(SUPPLIED RECORDS Opens)

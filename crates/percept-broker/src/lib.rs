// Copyright 2025 Neuraville Inc.
// SPDX-License-Identifier: Apache-2.0

//! # percept-broker
//!
//! The network-facing dispatcher at the center of percept. It accepts input
//! frames from many independent client sources, admits them only when
//! flow-control tokens are available, routes each frame to currently-idle
//! engine workers registered for that source, keeps only the most recent
//! unsent frame per source under backpressure, detects worker and client
//! disconnection, and returns exactly one token per accepted frame once its
//! outcome is known.
//!
//! The broker runs as a single event loop owning all mutable state (token
//! ledgers, the source/worker registry); per-connection reader and writer
//! tasks only move bytes and feed decoded events into that loop.

/// Crate version from Cargo.toml
pub const VERSION: &str = env!("CARGO_PKG_VERSION");

pub mod broker;
pub mod dispatcher;
pub mod error;
pub mod ledger;
pub mod local;
pub mod session;
pub mod ws;
pub mod zmq;

pub use broker::{Broker, BrokerRunner, EngineTransport, ZmqEngineTransport};
pub use dispatcher::{DispatchEffect, Dispatcher, WorkerAddr};
pub use error::{BrokerError, Result};
pub use ledger::TokenLedger;
pub use local::LocalEngine;
pub use session::{ClientEvent, ClientId, ClientSender, SessionHub};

(SUPPLIED RECORDS Closes)

● WHAT YOU SHOULD DO:
Among the lines of the data above, find those with the word "only" and show them.

● SOLUTION:
//! frames from many independent client sources, admits them only when
//! engine workers registered for that source, keeps only the most recent
//! tasks only move bytes and feed decoded events into that loop.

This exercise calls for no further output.